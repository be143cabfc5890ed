use std::fs;
use std::path::{Path, PathBuf};

use anyhow::{Context, Result};
use serde::{Deserialize, Serialize};
use strz_core::workspace::DEFAULT_FOLDER;
use tracing::debug;

use super::GitAuthor;

/// Optional per-project settings file, looked up in the working directory
pub const SETTINGS_FILE: &str = ".strz.json";

/// On-disk shape of `.strz.json`
#[derive(Debug, Clone, PartialEq, Eq, Serialize, Deserialize)]
#[serde(rename_all = "camelCase", default)]
pub struct SettingsFile {
    pub workspace_folder: String,
    #[serde(skip_serializing_if = "Option::is_none")]
    pub templates_dir: Option<PathBuf>,
    pub default_technology: String,
    pub default_relationship: String,
}

impl Default for SettingsFile {
    fn default() -> Self {
        Self {
            workspace_folder: DEFAULT_FOLDER.to_string(),
            templates_dir: None,
            default_technology: "Web/HTTP".to_string(),
            default_relationship: "Uses".to_string(),
        }
    }
}

impl SettingsFile {
    pub fn load_from_file(path: &Path) -> Result<Self> {
        let contents = fs::read_to_string(path)
            .with_context(|| format!("Failed to read {}", path.display()))?;
        serde_json::from_str(&contents)
            .with_context(|| format!("Failed to parse settings file {}", path.display()))
    }
}

/// Everything a generator needs to know about its environment.
///
/// Built once per invocation and passed down; nothing below the CLI reads
/// the process working directory or git configuration on its own.
#[derive(Debug, Clone)]
pub struct Settings {
    pub cwd: PathBuf,
    pub workspace_folder: String,
    /// Template overrides, resolved against `cwd`
    pub templates_dir: Option<PathBuf>,
    pub default_technology: String,
    pub default_relationship: String,
    pub author: GitAuthor,
    pub dry_run: bool,
}

impl Settings {
    /// Settings for `cwd`, merging `.strz.json` when present.
    pub fn load(cwd: &Path) -> Result<Self> {
        let path = cwd.join(SETTINGS_FILE);
        let file = if path.is_file() {
            debug!("Loading settings from {:?}", path);
            SettingsFile::load_from_file(&path)?
        } else {
            SettingsFile::default()
        };
        Ok(Self::from_file(cwd, file, GitAuthor::read(cwd)))
    }

    pub fn from_file(cwd: &Path, file: SettingsFile, author: GitAuthor) -> Self {
        Self {
            cwd: cwd.to_path_buf(),
            workspace_folder: file.workspace_folder,
            templates_dir: file.templates_dir.map(|dir| cwd.join(dir)),
            default_technology: file.default_technology,
            default_relationship: file.default_relationship,
            author,
            dry_run: false,
        }
    }

    pub fn with_dry_run(mut self, dry_run: bool) -> Self {
        self.dry_run = dry_run;
        self
    }
}

#[cfg(test)]
mod tests {
    use super::*;
    use tempfile::TempDir;

    #[test]
    fn test_defaults_without_file() {
        let temp_dir = TempDir::new().unwrap();
        let settings = Settings::load(temp_dir.path()).unwrap();

        assert_eq!(settings.workspace_folder, "architecture");
        assert_eq!(settings.default_technology, "Web/HTTP");
        assert_eq!(settings.default_relationship, "Uses");
        assert!(settings.templates_dir.is_none());
        assert!(!settings.dry_run);
    }

    #[test]
    fn test_partial_file_keeps_defaults() {
        let temp_dir = TempDir::new().unwrap();
        fs::write(
            temp_dir.path().join(SETTINGS_FILE),
            r#"{ "workspaceFolder": "docs/c4", "templatesDir": "my-templates" }"#,
        )
        .unwrap();

        let settings = Settings::load(temp_dir.path()).unwrap();
        assert_eq!(settings.workspace_folder, "docs/c4");
        assert_eq!(settings.templates_dir, Some(temp_dir.path().join("my-templates")));
        assert_eq!(settings.default_relationship, "Uses");
    }

    #[test]
    fn test_invalid_file_is_an_error() {
        let temp_dir = TempDir::new().unwrap();
        fs::write(temp_dir.path().join(SETTINGS_FILE), "{ nope").unwrap();

        let err = Settings::load(temp_dir.path()).unwrap_err();
        assert!(err.to_string().contains("Failed to parse settings file"));
    }
}
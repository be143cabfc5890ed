use anyhow::Result;
use strz_core::actions::Action;
use strz_core::naming::to_kebab_case;
use strz_core::prompt::{Answers, Choice, Prompter, Question};
use strz_core::templates::escape_quotes;
use strz_core::validation::{ValidatorChain, string_empty, validate_duplicated_archetype};
use strz_core::workspace::archetypes::{ARCHETYPES_FOLDER, archetype_file_name};
use strz_core::workspace::{BaseElement, WORKSPACE_FILE, list_archetypes, next_archetype_position};

use super::{ARCHETYPE_INDENT, GeneratorContext, Plan, include_action, markers, named};

pub const ARCHETYPE_KIND: &str = "archetypeKind";
pub const ARCHETYPE_LABEL: &str = "archetypeLabel";
pub const ARCHETYPE_TECHNOLOGY: &str = "archetypeTechnology";
pub const ARCHETYPE_TAGS: &str = "archetypeTags";

pub fn plan(ctx: &GeneratorContext, prompter: &mut dyn Prompter) -> Result<Plan> {
    let workspace_dir = ctx.workspace_dir()?;
    let existing = list_archetypes(workspace_dir);

    let mut data = Answers::new();
    data.extend(prompter.ask(
        &[
            Question::select(
                ARCHETYPE_KIND,
                "Based on:",
                BaseElement::ALL
                    .iter()
                    .map(|kind| Choice::new(kind.as_str(), kind.as_str()))
                    .collect(),
            ),
            Question::input(ARCHETYPE_LABEL, "Archetype label:").with_validator(
                ValidatorChain::new()
                    .with(string_empty)
                    .with(validate_duplicated_archetype(&existing)),
            ),
            Question::input(ARCHETYPE_TECHNOLOGY, "Technology:").with_default(""),
            Question::input(ARCHETYPE_TAGS, "Tags (comma separated):").with_default(""),
        ],
        &data,
    )?);

    let kind: BaseElement = data.text(ARCHETYPE_KIND).parse().map_err(anyhow::Error::msg)?;
    let label = to_kebab_case(&data.text(ARCHETYPE_LABEL));
    data.insert(ARCHETYPE_LABEL, label.clone());
    data.insert(
        "archetypeProperties",
        archetype_properties(
            kind,
            &data.text(ARCHETYPE_TECHNOLOGY),
            &data.text(ARCHETYPE_TAGS),
        ),
    );

    let position = next_archetype_position(workspace_dir);
    let path = format!(
        "{ARCHETYPES_FOLDER}/{}",
        archetype_file_name(position, &label, kind)
    );
    let template = match kind {
        BaseElement::Relationship => "archetype/relationship.dsl",
        _ => "archetype/element.dsl",
    };
    let actions = vec![
        Action::create(&path, named(template)).skip_if_exists(),
        include_action(WORKSPACE_FILE, markers::ARCHETYPES, &path, ARCHETYPE_INDENT)?,
    ];

    Ok(Plan::new(workspace_dir, data, actions))
}

/// Body lines of an archetype block. Software systems carry no technology.
fn archetype_properties(kind: BaseElement, technology: &str, tags: &str) -> String {
    let mut lines = Vec::new();
    if !technology.is_empty() && kind != BaseElement::SoftwareSystem {
        lines.push(format!("    technology \"{}\"", escape_quotes(technology)));
    }
    if !tags.is_empty() {
        lines.push(format!("    tags \"{}\"", escape_quotes(tags)));
    }
    lines.join("\n")
}

#[cfg(test)]
mod tests {
    use super::*;
    use crate::generators::test_support::{descriptions, workspace};
    use std::fs;
    use strz_core::prompt::ScriptedPrompter;

    #[test]
    fn test_first_archetype_gets_position_one() {
        let (_temp_dir, ctx) = workspace(None);
        let mut prompter = ScriptedPrompter::new(vec![
            Answers::new()
                .with(ARCHETYPE_KIND, "container")
                .with(ARCHETYPE_LABEL, "Micro Service")
                .with(ARCHETYPE_TECHNOLOGY, "Rust"),
        ]);

        let plan = plan(&ctx, &mut prompter).unwrap();
        assert_eq!(plan.data.get(ARCHETYPE_LABEL), Some("micro-service"));
        assert_eq!(
            descriptions(&plan),
            vec!["create archetypes/1_micro-service_container.dsl", "append to workspace.dsl"]
        );
    }

    #[test]
    fn test_positions_continue_across_kinds() {
        let (_temp_dir, ctx) = workspace(None);
        let dir = ctx.workspace_dir.as_ref().unwrap().join(ARCHETYPES_FOLDER);
        fs::create_dir_all(&dir).unwrap();
        for file in ["1_web_container.dsl", "2_https_relationship.dsl", "3_job_component.dsl"] {
            fs::write(dir.join(file), "x").unwrap();
        }

        let mut prompter = ScriptedPrompter::new(vec![
            Answers::new()
                .with(ARCHETYPE_KIND, "relationship")
                .with(ARCHETYPE_LABEL, "grpc"),
        ]);
        let plan = plan(&ctx, &mut prompter).unwrap();
        assert_eq!(descriptions(&plan)[0], "create archetypes/4_grpc_relationship.dsl");
    }

    #[test]
    fn test_duplicate_label_is_rejected() {
        let (_temp_dir, ctx) = workspace(None);
        let dir = ctx.workspace_dir.as_ref().unwrap().join(ARCHETYPES_FOLDER);
        fs::create_dir_all(&dir).unwrap();
        fs::write(dir.join("1_https_relationship.dsl"), "x").unwrap();

        let mut prompter = ScriptedPrompter::new(vec![
            Answers::new()
                .with(ARCHETYPE_KIND, "container")
                .with(ARCHETYPE_LABEL, "HTTPS"),
        ]);
        assert!(plan(&ctx, &mut prompter).is_err());
    }

    #[test]
    fn test_properties() {
        assert_eq!(
            archetype_properties(BaseElement::Container, "Rust", "Service"),
            "    technology \"Rust\"\n    tags \"Service\""
        );
        assert_eq!(archetype_properties(BaseElement::SoftwareSystem, "Rust", ""), "");
        assert_eq!(
            archetype_properties(BaseElement::Component, r#"Rust "2024""#, ""),
            "    technology \"Rust \\\"2024\\\"\""
        );
    }
}
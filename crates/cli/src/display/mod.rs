pub mod elements;
pub mod report;

pub use elements::{format_element, print_elements};
pub use report::{format_report, print_summary};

· · ·

**Task requirements**: Only those lines of the entries above that run from the line containing "data.insert(ARCHETYPE_LABEL, label.clone());" to the line containing "let mut lines = Vec::new();", both included, should be transcribed exactly.

**Expected output**:
    data.insert(ARCHETYPE_LABEL, label.clone());
    data.insert(
        "archetypeProperties",
        archetype_properties(
            kind,
            &data.text(ARCHETYPE_TECHNOLOGY),
            &data.text(ARCHETYPE_TAGS),
        ),
    );

    let position = next_archetype_position(workspace_dir);
    let path = format!(
        "{ARCHETYPES_FOLDER}/{}",
        archetype_file_name(position, &label, kind)
    );
    let template = match kind {
        BaseElement::Relationship => "archetype/relationship.dsl",
        _ => "archetype/element.dsl",
    };
    let actions = vec![
        Action::create(&path, named(template)).skip_if_exists(),
        include_action(WORKSPACE_FILE, markers::ARCHETYPES, &path, ARCHETYPE_INDENT)?,
    ];

    Ok(Plan::new(workspace_dir, data, actions))
}

/// Body lines of an archetype block. Software systems carry no technology.
fn archetype_properties(kind: BaseElement, technology: &str, tags: &str) -> String {
    let mut lines = Vec::new();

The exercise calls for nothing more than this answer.